PROBLEM – Looking at the entries below, how many lines include the word "origin"? Answer with the number alone.

RECORDS FOR PROCESSING –
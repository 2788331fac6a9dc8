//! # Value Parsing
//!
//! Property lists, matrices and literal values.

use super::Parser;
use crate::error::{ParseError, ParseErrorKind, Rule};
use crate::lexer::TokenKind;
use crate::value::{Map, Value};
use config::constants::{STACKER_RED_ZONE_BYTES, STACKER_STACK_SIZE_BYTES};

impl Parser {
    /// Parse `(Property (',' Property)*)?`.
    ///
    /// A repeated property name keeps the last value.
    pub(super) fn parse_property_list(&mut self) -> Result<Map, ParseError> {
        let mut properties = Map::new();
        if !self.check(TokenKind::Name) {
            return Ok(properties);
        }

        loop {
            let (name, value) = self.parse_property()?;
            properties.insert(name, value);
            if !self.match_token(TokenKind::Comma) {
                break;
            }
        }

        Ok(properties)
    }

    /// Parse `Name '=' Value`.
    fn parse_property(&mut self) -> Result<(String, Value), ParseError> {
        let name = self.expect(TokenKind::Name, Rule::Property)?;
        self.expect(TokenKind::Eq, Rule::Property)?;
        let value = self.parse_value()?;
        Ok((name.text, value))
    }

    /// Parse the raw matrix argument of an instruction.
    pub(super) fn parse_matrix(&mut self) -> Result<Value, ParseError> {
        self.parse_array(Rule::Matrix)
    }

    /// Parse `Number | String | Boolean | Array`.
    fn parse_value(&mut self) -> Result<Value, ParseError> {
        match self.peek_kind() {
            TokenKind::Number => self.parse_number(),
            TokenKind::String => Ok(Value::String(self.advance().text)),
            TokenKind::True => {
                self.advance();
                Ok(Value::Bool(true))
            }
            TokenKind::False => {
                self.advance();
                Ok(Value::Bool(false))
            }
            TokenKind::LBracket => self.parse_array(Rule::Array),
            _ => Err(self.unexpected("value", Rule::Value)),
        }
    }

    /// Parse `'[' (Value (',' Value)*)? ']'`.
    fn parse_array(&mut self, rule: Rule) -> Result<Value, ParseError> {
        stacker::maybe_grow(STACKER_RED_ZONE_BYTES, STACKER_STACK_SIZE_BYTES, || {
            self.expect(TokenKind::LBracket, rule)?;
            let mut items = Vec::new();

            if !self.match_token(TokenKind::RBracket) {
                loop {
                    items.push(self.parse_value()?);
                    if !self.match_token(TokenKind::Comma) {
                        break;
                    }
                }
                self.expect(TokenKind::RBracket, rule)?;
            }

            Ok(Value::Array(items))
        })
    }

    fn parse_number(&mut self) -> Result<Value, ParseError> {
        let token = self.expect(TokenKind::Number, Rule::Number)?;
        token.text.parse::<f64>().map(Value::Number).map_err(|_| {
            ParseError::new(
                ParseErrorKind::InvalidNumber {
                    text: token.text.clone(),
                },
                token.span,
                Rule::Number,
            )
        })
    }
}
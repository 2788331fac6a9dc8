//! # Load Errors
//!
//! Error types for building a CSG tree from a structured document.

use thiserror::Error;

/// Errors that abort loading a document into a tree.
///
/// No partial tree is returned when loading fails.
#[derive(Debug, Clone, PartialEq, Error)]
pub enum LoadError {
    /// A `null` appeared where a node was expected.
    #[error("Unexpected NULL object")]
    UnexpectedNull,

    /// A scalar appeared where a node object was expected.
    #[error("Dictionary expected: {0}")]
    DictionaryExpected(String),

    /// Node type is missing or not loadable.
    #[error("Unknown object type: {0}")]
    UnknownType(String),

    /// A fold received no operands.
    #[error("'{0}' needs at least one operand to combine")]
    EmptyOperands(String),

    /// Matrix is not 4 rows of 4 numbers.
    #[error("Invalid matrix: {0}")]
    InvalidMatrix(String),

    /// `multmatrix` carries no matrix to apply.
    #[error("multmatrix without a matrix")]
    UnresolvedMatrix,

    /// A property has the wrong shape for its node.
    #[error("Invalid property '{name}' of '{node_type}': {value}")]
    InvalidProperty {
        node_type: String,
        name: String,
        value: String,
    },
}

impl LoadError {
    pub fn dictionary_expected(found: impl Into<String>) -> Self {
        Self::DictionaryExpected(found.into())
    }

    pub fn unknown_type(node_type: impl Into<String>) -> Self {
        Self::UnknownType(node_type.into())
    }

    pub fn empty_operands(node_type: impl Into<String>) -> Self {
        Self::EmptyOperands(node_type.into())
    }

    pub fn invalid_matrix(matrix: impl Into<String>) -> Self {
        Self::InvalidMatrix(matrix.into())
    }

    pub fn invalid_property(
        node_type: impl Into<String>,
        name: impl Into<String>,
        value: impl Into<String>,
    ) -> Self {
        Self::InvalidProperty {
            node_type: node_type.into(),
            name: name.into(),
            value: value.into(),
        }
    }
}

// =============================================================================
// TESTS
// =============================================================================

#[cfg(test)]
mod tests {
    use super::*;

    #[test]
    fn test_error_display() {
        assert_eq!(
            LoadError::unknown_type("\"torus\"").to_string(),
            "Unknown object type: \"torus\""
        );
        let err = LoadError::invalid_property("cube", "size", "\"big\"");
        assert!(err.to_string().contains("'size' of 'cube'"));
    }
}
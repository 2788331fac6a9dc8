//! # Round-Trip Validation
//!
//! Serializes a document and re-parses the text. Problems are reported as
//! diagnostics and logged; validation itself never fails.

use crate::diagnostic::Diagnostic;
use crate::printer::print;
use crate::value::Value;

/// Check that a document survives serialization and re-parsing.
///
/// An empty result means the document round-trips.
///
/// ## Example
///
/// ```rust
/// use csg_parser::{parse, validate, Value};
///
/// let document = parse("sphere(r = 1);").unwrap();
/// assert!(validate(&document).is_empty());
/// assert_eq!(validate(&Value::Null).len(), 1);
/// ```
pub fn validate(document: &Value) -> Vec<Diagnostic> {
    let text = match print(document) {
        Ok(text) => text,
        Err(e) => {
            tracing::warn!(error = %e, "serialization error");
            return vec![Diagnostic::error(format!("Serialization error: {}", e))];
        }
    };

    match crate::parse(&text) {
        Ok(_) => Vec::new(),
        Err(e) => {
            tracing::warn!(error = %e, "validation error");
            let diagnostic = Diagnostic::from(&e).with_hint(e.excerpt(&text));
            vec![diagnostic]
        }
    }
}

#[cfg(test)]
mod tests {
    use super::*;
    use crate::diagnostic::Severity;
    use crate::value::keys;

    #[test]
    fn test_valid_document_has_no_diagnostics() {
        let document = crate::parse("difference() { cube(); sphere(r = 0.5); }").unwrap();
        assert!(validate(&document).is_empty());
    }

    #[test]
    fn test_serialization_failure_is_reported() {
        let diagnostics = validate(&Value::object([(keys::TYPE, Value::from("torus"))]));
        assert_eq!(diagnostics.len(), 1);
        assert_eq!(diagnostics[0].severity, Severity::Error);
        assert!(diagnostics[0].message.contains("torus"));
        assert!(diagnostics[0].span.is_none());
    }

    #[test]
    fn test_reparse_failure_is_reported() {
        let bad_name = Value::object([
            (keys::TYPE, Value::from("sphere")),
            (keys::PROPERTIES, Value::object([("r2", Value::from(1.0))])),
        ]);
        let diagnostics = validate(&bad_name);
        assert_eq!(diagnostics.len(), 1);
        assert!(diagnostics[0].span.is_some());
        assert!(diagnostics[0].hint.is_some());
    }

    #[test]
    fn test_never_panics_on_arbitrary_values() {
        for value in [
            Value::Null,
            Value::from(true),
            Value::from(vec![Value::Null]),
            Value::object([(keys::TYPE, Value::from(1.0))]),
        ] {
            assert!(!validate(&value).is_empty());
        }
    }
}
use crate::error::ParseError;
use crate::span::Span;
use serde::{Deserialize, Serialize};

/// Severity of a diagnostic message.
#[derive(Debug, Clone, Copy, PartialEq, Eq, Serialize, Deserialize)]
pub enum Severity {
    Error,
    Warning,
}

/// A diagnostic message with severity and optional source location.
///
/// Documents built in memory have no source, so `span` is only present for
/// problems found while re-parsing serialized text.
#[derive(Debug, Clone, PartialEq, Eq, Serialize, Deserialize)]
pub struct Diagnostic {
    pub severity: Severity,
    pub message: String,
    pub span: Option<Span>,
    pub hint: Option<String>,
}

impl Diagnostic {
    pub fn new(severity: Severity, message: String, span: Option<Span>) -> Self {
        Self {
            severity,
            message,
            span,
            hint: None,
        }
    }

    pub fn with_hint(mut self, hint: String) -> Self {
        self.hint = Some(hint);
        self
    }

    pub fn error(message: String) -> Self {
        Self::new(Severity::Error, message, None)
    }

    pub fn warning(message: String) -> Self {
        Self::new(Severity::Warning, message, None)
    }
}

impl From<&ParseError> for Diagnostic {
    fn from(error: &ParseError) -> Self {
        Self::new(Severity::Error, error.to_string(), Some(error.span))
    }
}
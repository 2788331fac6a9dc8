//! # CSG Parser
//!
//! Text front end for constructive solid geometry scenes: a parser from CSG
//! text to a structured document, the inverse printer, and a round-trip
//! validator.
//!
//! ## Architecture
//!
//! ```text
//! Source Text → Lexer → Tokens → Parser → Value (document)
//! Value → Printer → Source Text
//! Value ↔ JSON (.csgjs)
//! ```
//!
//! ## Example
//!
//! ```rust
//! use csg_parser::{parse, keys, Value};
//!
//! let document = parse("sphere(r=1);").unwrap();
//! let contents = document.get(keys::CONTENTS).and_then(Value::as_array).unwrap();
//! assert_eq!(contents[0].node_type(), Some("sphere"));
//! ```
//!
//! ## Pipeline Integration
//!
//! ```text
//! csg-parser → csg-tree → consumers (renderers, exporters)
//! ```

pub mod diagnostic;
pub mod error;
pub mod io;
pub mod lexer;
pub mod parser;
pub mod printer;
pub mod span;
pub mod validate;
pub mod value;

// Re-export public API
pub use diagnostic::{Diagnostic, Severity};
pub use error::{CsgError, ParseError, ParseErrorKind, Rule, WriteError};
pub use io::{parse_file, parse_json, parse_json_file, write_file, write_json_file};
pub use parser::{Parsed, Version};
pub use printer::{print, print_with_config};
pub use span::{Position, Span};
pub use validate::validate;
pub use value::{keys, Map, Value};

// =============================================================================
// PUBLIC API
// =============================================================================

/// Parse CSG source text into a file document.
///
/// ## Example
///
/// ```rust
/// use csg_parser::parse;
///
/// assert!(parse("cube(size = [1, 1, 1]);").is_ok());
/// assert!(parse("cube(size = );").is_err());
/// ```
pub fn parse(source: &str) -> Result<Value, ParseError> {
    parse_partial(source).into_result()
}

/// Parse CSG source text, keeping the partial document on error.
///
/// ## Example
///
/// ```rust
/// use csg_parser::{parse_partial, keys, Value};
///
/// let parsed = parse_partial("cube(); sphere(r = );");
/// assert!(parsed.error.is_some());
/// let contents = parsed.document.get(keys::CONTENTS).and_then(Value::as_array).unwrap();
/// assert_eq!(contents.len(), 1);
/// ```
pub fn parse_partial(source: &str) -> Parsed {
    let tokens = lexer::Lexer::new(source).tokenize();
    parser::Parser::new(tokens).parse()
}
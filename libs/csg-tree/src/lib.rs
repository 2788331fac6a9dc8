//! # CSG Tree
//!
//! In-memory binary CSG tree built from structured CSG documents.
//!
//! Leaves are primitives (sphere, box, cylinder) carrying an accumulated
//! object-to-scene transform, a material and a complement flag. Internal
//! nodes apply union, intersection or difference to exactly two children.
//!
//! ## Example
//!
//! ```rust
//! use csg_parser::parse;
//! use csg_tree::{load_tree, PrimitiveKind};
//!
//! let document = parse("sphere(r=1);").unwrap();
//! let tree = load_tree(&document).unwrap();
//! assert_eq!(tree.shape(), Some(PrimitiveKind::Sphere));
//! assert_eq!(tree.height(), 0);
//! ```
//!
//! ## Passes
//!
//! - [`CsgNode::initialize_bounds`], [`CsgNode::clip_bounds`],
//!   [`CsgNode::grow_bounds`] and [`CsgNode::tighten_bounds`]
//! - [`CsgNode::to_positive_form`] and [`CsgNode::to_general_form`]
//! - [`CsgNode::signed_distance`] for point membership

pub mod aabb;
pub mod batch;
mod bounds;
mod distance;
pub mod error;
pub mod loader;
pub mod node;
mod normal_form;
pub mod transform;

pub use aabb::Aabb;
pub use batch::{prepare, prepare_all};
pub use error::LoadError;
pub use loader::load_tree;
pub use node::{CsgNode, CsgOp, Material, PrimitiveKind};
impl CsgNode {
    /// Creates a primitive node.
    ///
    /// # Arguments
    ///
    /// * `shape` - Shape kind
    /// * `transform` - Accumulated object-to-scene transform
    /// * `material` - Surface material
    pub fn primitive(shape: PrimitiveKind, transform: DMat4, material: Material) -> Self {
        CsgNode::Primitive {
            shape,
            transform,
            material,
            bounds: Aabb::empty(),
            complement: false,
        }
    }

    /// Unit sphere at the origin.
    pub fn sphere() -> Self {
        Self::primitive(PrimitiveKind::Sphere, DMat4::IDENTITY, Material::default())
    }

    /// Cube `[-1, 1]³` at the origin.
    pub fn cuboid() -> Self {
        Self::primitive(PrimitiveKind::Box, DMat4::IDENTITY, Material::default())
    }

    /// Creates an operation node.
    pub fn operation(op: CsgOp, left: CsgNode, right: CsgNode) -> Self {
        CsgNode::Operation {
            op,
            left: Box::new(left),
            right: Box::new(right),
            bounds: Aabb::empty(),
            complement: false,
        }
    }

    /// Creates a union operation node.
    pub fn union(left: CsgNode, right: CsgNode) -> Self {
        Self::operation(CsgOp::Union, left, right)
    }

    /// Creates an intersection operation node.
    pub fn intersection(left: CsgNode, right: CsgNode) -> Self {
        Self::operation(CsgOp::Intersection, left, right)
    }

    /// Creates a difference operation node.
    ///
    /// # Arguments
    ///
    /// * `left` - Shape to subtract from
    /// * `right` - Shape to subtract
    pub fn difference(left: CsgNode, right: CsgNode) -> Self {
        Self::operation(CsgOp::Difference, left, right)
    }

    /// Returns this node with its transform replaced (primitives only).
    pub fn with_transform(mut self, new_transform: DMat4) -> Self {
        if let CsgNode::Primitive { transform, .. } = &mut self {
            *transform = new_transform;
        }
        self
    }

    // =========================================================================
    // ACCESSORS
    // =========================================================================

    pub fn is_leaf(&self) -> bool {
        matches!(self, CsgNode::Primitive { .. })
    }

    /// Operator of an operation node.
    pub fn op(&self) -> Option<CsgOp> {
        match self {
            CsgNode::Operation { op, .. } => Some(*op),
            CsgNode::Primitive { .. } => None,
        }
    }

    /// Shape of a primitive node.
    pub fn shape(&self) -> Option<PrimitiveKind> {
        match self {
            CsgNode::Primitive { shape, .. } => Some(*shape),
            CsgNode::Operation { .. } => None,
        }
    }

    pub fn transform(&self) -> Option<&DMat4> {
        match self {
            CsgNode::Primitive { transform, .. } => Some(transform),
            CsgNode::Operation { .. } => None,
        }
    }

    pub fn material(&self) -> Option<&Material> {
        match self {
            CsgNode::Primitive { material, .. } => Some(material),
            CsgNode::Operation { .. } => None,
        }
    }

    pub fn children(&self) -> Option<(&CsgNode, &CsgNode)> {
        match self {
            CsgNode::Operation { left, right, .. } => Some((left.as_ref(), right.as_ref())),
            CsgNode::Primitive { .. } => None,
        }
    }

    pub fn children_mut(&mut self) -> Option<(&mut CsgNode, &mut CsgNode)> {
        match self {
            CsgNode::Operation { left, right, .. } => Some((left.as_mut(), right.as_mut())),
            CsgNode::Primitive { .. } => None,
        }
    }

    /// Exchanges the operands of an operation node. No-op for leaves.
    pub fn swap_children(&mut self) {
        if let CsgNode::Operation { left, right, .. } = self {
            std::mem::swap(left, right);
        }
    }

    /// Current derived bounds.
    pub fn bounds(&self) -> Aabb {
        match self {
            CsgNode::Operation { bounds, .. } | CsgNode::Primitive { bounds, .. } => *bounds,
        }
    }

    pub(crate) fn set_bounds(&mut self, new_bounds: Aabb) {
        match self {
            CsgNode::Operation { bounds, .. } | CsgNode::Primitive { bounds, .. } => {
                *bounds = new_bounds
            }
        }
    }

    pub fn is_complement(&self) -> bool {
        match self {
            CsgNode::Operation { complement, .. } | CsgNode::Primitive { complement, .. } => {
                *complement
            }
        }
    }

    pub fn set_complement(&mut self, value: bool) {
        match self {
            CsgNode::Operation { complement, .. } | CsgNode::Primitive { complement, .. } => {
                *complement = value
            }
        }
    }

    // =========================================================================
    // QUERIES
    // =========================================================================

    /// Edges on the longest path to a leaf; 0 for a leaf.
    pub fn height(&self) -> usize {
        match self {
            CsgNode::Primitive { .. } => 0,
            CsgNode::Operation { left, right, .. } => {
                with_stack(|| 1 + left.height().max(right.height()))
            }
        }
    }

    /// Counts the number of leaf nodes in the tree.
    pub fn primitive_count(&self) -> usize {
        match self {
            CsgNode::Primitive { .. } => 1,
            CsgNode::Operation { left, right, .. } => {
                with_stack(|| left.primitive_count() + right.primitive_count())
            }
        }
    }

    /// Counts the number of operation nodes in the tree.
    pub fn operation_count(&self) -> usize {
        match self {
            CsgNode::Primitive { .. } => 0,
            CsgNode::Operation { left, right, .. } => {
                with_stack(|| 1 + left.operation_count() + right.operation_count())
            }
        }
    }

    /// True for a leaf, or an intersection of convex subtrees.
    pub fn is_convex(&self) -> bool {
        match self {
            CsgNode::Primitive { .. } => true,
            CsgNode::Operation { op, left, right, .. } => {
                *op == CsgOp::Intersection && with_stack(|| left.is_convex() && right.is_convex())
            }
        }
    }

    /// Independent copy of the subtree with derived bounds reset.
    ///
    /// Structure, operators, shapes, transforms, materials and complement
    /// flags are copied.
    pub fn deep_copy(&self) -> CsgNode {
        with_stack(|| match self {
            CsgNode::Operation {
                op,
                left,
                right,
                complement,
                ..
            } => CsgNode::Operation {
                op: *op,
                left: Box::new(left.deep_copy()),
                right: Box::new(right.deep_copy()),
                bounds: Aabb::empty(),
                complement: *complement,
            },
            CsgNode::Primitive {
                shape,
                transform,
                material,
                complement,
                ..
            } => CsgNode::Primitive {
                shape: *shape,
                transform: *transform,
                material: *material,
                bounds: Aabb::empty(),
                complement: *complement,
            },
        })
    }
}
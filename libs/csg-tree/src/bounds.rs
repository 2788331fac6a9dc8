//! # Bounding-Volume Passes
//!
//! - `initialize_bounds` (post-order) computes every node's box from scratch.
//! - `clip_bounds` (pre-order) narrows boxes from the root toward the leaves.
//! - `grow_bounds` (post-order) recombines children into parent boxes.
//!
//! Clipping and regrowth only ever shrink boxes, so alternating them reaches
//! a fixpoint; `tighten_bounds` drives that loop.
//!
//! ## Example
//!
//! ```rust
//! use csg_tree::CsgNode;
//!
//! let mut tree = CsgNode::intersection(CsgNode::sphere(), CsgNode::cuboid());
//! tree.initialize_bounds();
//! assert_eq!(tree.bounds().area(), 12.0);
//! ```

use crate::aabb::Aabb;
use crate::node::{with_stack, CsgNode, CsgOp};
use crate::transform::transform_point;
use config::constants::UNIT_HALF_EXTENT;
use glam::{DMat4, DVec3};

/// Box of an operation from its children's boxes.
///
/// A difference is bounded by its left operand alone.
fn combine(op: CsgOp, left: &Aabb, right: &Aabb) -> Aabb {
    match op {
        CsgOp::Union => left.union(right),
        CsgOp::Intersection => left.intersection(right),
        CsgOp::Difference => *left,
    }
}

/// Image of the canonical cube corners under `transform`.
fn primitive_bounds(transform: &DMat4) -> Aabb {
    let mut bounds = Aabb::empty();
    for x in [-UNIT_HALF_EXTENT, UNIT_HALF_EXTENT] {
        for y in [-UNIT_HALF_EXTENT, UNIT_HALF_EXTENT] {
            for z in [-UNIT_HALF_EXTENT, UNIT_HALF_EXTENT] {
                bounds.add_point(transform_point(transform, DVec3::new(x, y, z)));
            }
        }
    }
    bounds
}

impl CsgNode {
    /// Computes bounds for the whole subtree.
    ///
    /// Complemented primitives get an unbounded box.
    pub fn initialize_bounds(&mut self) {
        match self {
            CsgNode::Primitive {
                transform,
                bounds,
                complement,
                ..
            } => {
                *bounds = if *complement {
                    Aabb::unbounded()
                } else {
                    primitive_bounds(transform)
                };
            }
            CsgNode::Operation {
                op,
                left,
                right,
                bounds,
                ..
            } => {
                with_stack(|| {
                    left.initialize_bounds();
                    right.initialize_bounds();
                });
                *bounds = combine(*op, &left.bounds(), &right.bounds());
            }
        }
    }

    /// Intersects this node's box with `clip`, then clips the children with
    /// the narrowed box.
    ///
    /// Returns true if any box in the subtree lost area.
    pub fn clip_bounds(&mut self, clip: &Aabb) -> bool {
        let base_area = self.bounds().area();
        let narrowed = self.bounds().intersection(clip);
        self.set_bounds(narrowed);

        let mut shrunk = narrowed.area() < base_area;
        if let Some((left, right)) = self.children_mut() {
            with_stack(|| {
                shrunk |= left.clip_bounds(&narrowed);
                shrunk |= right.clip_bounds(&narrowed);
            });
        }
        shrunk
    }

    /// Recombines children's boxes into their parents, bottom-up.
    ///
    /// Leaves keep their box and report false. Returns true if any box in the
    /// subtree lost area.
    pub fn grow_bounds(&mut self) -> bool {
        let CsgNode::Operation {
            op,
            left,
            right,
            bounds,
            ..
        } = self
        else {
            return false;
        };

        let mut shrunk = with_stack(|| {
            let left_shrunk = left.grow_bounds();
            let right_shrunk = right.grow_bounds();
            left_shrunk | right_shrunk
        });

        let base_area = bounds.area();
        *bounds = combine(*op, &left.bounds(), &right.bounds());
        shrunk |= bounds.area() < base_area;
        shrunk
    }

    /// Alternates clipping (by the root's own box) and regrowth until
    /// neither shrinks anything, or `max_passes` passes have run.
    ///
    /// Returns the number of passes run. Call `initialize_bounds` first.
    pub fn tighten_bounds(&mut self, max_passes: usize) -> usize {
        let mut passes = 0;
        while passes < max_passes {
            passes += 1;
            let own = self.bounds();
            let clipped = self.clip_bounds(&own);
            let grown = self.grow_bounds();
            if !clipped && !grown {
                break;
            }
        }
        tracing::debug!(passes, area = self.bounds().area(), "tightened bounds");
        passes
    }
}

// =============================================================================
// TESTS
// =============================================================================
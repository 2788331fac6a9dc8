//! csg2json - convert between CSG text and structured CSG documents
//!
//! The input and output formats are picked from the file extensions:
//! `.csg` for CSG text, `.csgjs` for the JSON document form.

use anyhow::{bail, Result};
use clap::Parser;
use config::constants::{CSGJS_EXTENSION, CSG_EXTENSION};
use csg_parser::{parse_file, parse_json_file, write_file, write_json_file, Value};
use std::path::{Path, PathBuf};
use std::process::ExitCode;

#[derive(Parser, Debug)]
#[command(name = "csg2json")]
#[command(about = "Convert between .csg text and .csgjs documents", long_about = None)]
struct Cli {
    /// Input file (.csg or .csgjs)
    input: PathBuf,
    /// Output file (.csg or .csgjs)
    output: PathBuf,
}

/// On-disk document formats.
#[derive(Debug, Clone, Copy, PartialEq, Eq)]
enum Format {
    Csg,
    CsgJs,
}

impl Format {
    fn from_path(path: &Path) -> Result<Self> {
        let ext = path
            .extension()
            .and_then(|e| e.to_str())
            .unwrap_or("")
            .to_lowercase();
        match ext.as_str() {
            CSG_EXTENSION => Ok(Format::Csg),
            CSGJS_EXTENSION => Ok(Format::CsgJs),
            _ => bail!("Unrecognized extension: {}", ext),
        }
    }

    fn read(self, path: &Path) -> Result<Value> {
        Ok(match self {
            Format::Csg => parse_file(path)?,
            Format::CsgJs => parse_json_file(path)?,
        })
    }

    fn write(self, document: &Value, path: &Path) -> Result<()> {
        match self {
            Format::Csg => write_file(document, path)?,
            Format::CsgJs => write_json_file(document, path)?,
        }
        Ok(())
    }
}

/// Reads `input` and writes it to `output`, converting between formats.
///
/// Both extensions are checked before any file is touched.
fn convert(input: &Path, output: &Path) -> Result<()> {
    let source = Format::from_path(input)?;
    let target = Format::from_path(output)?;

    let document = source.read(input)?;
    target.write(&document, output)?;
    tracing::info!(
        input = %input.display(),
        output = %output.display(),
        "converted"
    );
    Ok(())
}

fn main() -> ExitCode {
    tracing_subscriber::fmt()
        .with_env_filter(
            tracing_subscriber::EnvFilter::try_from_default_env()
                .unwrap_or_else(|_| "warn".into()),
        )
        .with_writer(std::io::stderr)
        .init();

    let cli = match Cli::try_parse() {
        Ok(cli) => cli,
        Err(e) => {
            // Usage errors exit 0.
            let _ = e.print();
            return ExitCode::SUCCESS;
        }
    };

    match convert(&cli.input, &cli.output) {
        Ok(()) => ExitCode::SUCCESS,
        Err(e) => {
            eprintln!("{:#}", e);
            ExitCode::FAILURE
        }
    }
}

EXERCISE OUTPUT – 2